升田氏によれば、国鉄当局は「主体的に労使関係の正常化を進めるという意図をもって」「明確にスト権回復をめざして動き出す」。ストを巡って、ストー処分―ストの繰り返しのうちに、現場は「険悪で不毛のやりとりが繰り返され、無用の対立、相互の不信と憎悪が増幅された。(中略)国鉄の現場管理者にとってもスト権回復は悲願だった。」そして「国鉄当局は、ついに『条件付きスト権容認論』という大きな賭に打って出た」。10月21日、「衆院予算委員会でも、国鉄総裁は『条件付きスト権付与』が国鉄の真意であることを表明し、電電、専売の各総裁も同様の発言をした」が、以降は先の「閣僚協専門懇」(座長は小野NHK会長)がスト権論議の「正式の場」として、「労働、郵政、運輸各省スト関係者らも完全に締め出」して行われた。

11月20日の朝日朝刊の1面見出しは「専門懇意見書 全容固まる」で、6面全面を使って意見書の全容を掲載(実際の提出は26日)。理由を述べた部分を省いて簡略に要旨をまとめると、スト権の「条件付き一括付与」を「その場しのぎの策」と一蹴、スト権は認めず、スト権より経営形態の変更が先決、アルコールやたばこ専売は民営化もあり、また、国鉄は分割して縮小や一部民営化もありだとし、スト権ストのような労使で決められない権限を求める「政治スト」は到底認められない、何でもストに訴えるな、ストに対し厳罰化する(確実な賃金カットをする、処分の減免をなくし、組合の団結権禁止や解散、組合に対しストの損害賠償請求を容易にする)といった木で鼻を括るような「意見」の数々で、そもそも民営化へ向けた話し合いだったのよと言わんばかりの内容だった。

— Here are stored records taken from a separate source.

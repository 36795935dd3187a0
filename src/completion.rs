//! Dual-mode completion: deliver an operation's outcome either as a future
//! or to a caller-supplied callback.
//!
//! Every `*_args` entry point builds its operation as a future and hands it
//! to [`Completion::new`] together with the optional callback it resolved
//! from its arguments. Nothing else in the crate branches on calling style.

use std::fmt;
use std::future::Future;
use std::pin::Pin;
use std::task::{Context, Poll};

use futures_util::future::BoxFuture;
use tokio::task::JoinHandle;

use crate::error::{DbError, Result};

/// Continuation invoked exactly once with an operation's outcome.
pub type Callback<T> = Box<dyn FnOnce(Result<T>) + Send + 'static>;

/// Boxes a closure as a [`Callback`].
pub fn callback<T, F>(f: F) -> Callback<T>
where
    F: FnOnce(Result<T>) + Send + 'static,
{
    Box::new(f)
}

/// The pending outcome of a dual-mode call.
///
/// Awaiting it yields `Some(outcome)` when no callback was supplied. When a
/// callback was supplied it yields `None` once the callback has run.
#[must_use = "a completion without a callback does nothing unless awaited"]
pub struct Completion<T> {
    state: State<T>,
}

enum State<T> {
    Deferred(BoxFuture<'static, Result<T>>),
    Scheduled(JoinHandle<()>),
    Done,
}

impl<T: Send + 'static> Completion<T> {
    /// Wraps `operation`. With a callback the operation is spawned on the
    /// current Tokio runtime and the callback runs on a later task turn,
    /// never on the caller's stack.
    pub fn new<F>(operation: F, callback: Option<Callback<T>>) -> Self
    where
        F: Future<Output = Result<T>> + Send + 'static,
    {
        let state = match callback {
            None => State::Deferred(Box::pin(operation)),
            Some(callback) => State::Scheduled(tokio::spawn(async move {
                tokio::task::yield_now().await;
                let outcome = operation.await;
                callback(outcome);
            })),
        };
        Self { state }
    }

    /// A completion that fails with `error` through the same channel a
    /// driver failure would use.
    pub fn failed(error: DbError, callback: Option<Callback<T>>) -> Self {
        Self::new(async move { Err(error) }, callback)
    }

    /// True when the outcome goes to a callback.
    pub fn is_scheduled(&self) -> bool {
        matches!(self.state, State::Scheduled(_))
    }
}

impl<T> Future for Completion<T> {
    type Output = Option<Result<T>>;

    fn poll(self: Pin<&mut Self>, cx: &mut Context<'_>) -> Poll<Self::Output> {
        let this = self.get_mut();
        let ready = match &mut this.state {
            State::Deferred(operation) => match operation.as_mut().poll(cx) {
                Poll::Ready(outcome) => Some(outcome),
                Poll::Pending => return Poll::Pending,
            },
            State::Scheduled(handle) => match Pin::new(handle).poll(cx) {
                Poll::Ready(Ok(())) => None,
                Poll::Ready(Err(join_error)) => {
                    if join_error.is_panic() {
                        std::panic::resume_unwind(join_error.into_panic());
                    }
                    None
                }
                Poll::Pending => return Poll::Pending,
            },
            State::Done => return Poll::Ready(None),
        };
        this.state = State::Done;
        Poll::Ready(ready)
    }
}

impl<T> fmt::Debug for Completion<T> {
    fn fmt(&self, f: &mut fmt::Formatter<'_>) -> fmt::Result {
        let mode = match self.state {
            State::Deferred(_) => "deferred",
            State::Scheduled(_) => "scheduled",
            State::Done => "done",
        };
        f.debug_struct("Completion").field("mode", &mode).finish()
    }
}

#[cfg(test)]
mod tests {
    use super::*;
    use std::sync::atomic::{AtomicBool, Ordering};
    use std::sync::Arc;
    use tokio::sync::oneshot;

    #[tokio::test]
    async fn test_deferred_yields_outcome() {
        let completion = Completion::new(async { Ok(7) }, None);
        assert!(!completion.is_scheduled());
        assert_eq!(completion.await.unwrap().unwrap(), 7);
    }

    #[tokio::test]
    async fn test_callback_receives_outcome() {
        let (tx, rx) = oneshot::channel();
        let completion = Completion::new(
            async { Ok("done") },
            Some(callback(move |r: Result<&str>| {
                let _ = tx.send(r.unwrap());
            })),
        );
        assert!(completion.is_scheduled());
        assert!(completion.await.is_none());
        assert_eq!(rx.await.unwrap(), "done");
    }

    #[tokio::test(flavor = "current_thread")]
    async fn test_callback_never_runs_synchronously() {
        let called = Arc::new(AtomicBool::new(false));
        let flag = Arc::clone(&called);
        let completion = Completion::failed(
            DbError::Configuration("boom".into()),
            Some(callback(move |r: Result<()>| {
                assert!(r.is_err());
                flag.store(true, Ordering::SeqCst);
            })),
        );
        assert!(!called.load(Ordering::SeqCst));
        let _ = completion.await;
        assert!(called.load(Ordering::SeqCst));
    }

    #[tokio::test]
    async fn test_failed_deferred() {
        let outcome = Completion::<()>::failed(DbError::Configuration("x".into()), None).await;
        assert!(matches!(outcome, Some(Err(DbError::Configuration(_)))));
    }
}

対する公労協は当然「空論で実現不能」、そもそも専門懇には公労協側の代表は岩井総評顧問1人しかおらず、四面楚歌の状態で既に辞任。「今後は政府を直接の相手に引き出すほかはない、との決意」(20日朝日朝刊)で、予定していた26日からのスト突入は必至の情勢となった。

11月26日、公労協は「来月5日まで史上最大規模の統一ストに入った」。国鉄は全線ストップ、郵便・電電、五現業も拠点波状スト、都市交通は7大都市で半日、31都市で時限スト、全水道が半日、自治労が時限スト。他ボーナス闘争の民間が医労協や全金属などで時限ストなどを行った。首都圏では私鉄や地下鉄などに乗客が殺到、乗換駅が大混雑、道路が渋滞。ストの長期化を見込み、物流への影響が懸念されるため、政府は「生活物資確保本部」を発足させ、「魚・肉緊急放出」や「出荷団体、運送業者と」「計画的な振り替え輸送を行う」など決定。全日本トラック協会は、運輸大臣の命令が出た場合、2200台のトラックを動員して首都圏や近畿圏への生鮮食品の輸送に当たる用意をした。(26日朝日夕刊)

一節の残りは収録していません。